(Beginning of Information)

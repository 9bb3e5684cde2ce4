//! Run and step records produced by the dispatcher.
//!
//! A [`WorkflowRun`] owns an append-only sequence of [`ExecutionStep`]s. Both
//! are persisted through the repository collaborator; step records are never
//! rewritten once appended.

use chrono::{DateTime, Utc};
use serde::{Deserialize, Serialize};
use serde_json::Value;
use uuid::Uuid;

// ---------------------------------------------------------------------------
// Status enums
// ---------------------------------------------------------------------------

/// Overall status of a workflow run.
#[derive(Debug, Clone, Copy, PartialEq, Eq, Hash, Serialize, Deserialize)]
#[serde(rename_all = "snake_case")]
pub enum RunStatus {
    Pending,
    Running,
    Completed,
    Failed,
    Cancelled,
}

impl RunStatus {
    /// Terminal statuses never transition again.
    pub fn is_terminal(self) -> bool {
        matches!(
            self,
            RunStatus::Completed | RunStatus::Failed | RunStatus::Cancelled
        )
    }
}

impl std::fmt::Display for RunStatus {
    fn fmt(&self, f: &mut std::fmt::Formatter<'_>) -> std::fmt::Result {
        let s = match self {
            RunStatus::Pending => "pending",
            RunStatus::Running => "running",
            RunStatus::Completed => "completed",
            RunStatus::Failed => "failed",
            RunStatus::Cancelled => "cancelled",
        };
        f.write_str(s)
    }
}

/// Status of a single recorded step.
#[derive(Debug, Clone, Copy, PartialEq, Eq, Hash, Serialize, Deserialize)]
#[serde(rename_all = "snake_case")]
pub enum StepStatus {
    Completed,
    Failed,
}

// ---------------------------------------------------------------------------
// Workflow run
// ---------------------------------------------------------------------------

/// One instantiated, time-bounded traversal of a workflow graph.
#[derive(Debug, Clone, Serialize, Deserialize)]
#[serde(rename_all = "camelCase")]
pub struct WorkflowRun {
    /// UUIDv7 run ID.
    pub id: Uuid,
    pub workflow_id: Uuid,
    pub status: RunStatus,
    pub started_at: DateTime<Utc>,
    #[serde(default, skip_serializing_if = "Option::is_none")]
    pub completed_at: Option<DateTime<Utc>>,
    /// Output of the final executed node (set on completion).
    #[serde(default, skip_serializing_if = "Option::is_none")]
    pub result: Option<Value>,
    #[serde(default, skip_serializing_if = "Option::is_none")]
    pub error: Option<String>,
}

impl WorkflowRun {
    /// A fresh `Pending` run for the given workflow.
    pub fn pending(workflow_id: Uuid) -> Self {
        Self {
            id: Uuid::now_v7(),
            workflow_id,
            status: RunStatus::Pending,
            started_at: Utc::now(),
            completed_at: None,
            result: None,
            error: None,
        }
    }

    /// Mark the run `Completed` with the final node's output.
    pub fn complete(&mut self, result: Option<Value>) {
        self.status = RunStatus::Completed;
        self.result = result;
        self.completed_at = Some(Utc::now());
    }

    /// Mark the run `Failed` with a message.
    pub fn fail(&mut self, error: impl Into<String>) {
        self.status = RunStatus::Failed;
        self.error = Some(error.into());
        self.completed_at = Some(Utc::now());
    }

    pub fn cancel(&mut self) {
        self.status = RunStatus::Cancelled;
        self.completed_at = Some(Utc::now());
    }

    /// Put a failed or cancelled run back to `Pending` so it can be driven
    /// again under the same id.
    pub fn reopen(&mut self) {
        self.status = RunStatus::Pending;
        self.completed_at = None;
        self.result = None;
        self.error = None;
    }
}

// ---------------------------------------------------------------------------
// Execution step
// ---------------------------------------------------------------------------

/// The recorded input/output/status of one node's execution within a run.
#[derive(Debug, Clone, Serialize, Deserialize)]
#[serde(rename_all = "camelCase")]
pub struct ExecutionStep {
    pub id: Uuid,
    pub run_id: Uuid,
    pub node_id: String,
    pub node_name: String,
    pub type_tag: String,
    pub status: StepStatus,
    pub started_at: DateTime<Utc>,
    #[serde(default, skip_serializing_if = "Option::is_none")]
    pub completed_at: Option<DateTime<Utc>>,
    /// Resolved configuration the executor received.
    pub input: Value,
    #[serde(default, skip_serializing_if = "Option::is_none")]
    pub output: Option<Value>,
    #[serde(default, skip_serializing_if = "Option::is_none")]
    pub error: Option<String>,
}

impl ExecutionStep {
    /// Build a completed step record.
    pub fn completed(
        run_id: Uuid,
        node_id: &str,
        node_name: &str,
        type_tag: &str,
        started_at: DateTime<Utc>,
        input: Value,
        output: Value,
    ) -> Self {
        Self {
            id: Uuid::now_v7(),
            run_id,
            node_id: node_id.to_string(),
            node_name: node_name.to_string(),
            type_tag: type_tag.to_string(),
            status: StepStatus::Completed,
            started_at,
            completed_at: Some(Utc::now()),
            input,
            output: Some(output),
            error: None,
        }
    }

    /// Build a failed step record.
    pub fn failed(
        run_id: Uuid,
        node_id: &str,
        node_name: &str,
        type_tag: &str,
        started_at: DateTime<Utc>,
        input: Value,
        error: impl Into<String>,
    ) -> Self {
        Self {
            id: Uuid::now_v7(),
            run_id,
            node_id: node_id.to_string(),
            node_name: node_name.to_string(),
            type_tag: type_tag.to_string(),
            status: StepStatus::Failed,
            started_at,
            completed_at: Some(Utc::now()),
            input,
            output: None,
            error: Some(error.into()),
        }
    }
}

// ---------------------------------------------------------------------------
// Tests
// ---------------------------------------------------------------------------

(End of Information)

__What you have to do__. Type the data out again, exactly.

__Result of the task__.
repository 9bb3e5684cde2ce4
//! Run and step records produced by the dispatcher.
//!
//! A [`WorkflowRun`] owns an append-only sequence of [`ExecutionStep`]s. Both
//! are persisted through the repository collaborator; step records are never
//! rewritten once appended.

use chrono::{DateTime, Utc};
use serde::{Deserialize, Serialize};
use serde_json::Value;
use uuid::Uuid;

// ---------------------------------------------------------------------------
// Status enums
// ---------------------------------------------------------------------------

/// Overall status of a workflow run.
#[derive(Debug, Clone, Copy, PartialEq, Eq, Hash, Serialize, Deserialize)]
#[serde(rename_all = "snake_case")]
pub enum RunStatus {
    Pending,
    Running,
    Completed,
    Failed,
    Cancelled,
}

impl RunStatus {
    /// Terminal statuses never transition again.
    pub fn is_terminal(self) -> bool {
        matches!(
            self,
            RunStatus::Completed | RunStatus::Failed | RunStatus::Cancelled
        )
    }
}

impl std::fmt::Display for RunStatus {
    fn fmt(&self, f: &mut std::fmt::Formatter<'_>) -> std::fmt::Result {
        let s = match self {
            RunStatus::Pending => "pending",
            RunStatus::Running => "running",
            RunStatus::Completed => "completed",
            RunStatus::Failed => "failed",
            RunStatus::Cancelled => "cancelled",
        };
        f.write_str(s)
    }
}

/// Status of a single recorded step.
#[derive(Debug, Clone, Copy, PartialEq, Eq, Hash, Serialize, Deserialize)]
#[serde(rename_all = "snake_case")]
pub enum StepStatus {
    Completed,
    Failed,
}

// ---------------------------------------------------------------------------
// Workflow run
// ---------------------------------------------------------------------------

/// One instantiated, time-bounded traversal of a workflow graph.
#[derive(Debug, Clone, Serialize, Deserialize)]
#[serde(rename_all = "camelCase")]
pub struct WorkflowRun {
    /// UUIDv7 run ID.
    pub id: Uuid,
    pub workflow_id: Uuid,
    pub status: RunStatus,
    pub started_at: DateTime<Utc>,
    #[serde(default, skip_serializing_if = "Option::is_none")]
    pub completed_at: Option<DateTime<Utc>>,
    /// Output of the final executed node (set on completion).
    #[serde(default, skip_serializing_if = "Option::is_none")]
    pub result: Option<Value>,
    #[serde(default, skip_serializing_if = "Option::is_none")]
    pub error: Option<String>,
}

impl WorkflowRun {
    /// A fresh `Pending` run for the given workflow.
    pub fn pending(workflow_id: Uuid) -> Self {
        Self {
            id: Uuid::now_v7(),
            workflow_id,
            status: RunStatus::Pending,
            started_at: Utc::now(),
            completed_at: None,
            result: None,
            error: None,
        }
    }

    /// Mark the run `Completed` with the final node's output.
    pub fn complete(&mut self, result: Option<Value>) {
        self.status = RunStatus::Completed;
        self.result = result;
        self.completed_at = Some(Utc::now());
    }

    /// Mark the run `Failed` with a message.
    pub fn fail(&mut self, error: impl Into<String>) {
        self.status = RunStatus::Failed;
        self.error = Some(error.into());
        self.completed_at = Some(Utc::now());
    }

    pub fn cancel(&mut self) {
        self.status = RunStatus::Cancelled;
        self.completed_at = Some(Utc::now());
    }

    /// Put a failed or cancelled run back to `Pending` so it can be driven
    /// again under the same id.
    pub fn reopen(&mut self) {
        self.status = RunStatus::Pending;
        self.completed_at = None;
        self.result = None;
        self.error = None;
    }
}

// ---------------------------------------------------------------------------
// Execution step
// ---------------------------------------------------------------------------

/// The recorded input/output/status of one node's execution within a run.
#[derive(Debug, Clone, Serialize, Deserialize)]
#[serde(rename_all = "camelCase")]
pub struct ExecutionStep {
    pub id: Uuid,
    pub run_id: Uuid,
    pub node_id: String,
    pub node_name: String,
    pub type_tag: String,
    pub status: StepStatus,
    pub started_at: DateTime<Utc>,
    #[serde(default, skip_serializing_if = "Option::is_none")]
    pub completed_at: Option<DateTime<Utc>>,
    /// Resolved configuration the executor received.
    pub input: Value,
    #[serde(default, skip_serializing_if = "Option::is_none")]
    pub output: Option<Value>,
    #[serde(default, skip_serializing_if = "Option::is_none")]
    pub error: Option<String>,
}

impl ExecutionStep {
    /// Build a completed step record.
    pub fn completed(
        run_id: Uuid,
        node_id: &str,
        node_name: &str,
        type_tag: &str,
        started_at: DateTime<Utc>,
        input: Value,
        output: Value,
    ) -> Self {
        Self {
            id: Uuid::now_v7(),
            run_id,
            node_id: node_id.to_string(),
            node_name: node_name.to_string(),
            type_tag: type_tag.to_string(),
            status: StepStatus::Completed,
            started_at,
            completed_at: Some(Utc::now()),
            input,
            output: Some(output),
            error: None,
        }
    }

    /// Build a failed step record.
    pub fn failed(
        run_id: Uuid,
        node_id: &str,
        node_name: &str,
        type_tag: &str,
        started_at: DateTime<Utc>,
        input: Value,
        error: impl Into<String>,
    ) -> Self {
        Self {
            id: Uuid::now_v7(),
            run_id,
            node_id: node_id.to_string(),
            node_name: node_name.to_string(),
            type_tag: type_tag.to_string(),
            status: StepStatus::Failed,
            started_at,
            completed_at: Some(Utc::now()),
            input,
            output: None,
            error: Some(error.into()),
        }
    }
}

// ---------------------------------------------------------------------------
// Tests
// ---------------------------------------------------------------------------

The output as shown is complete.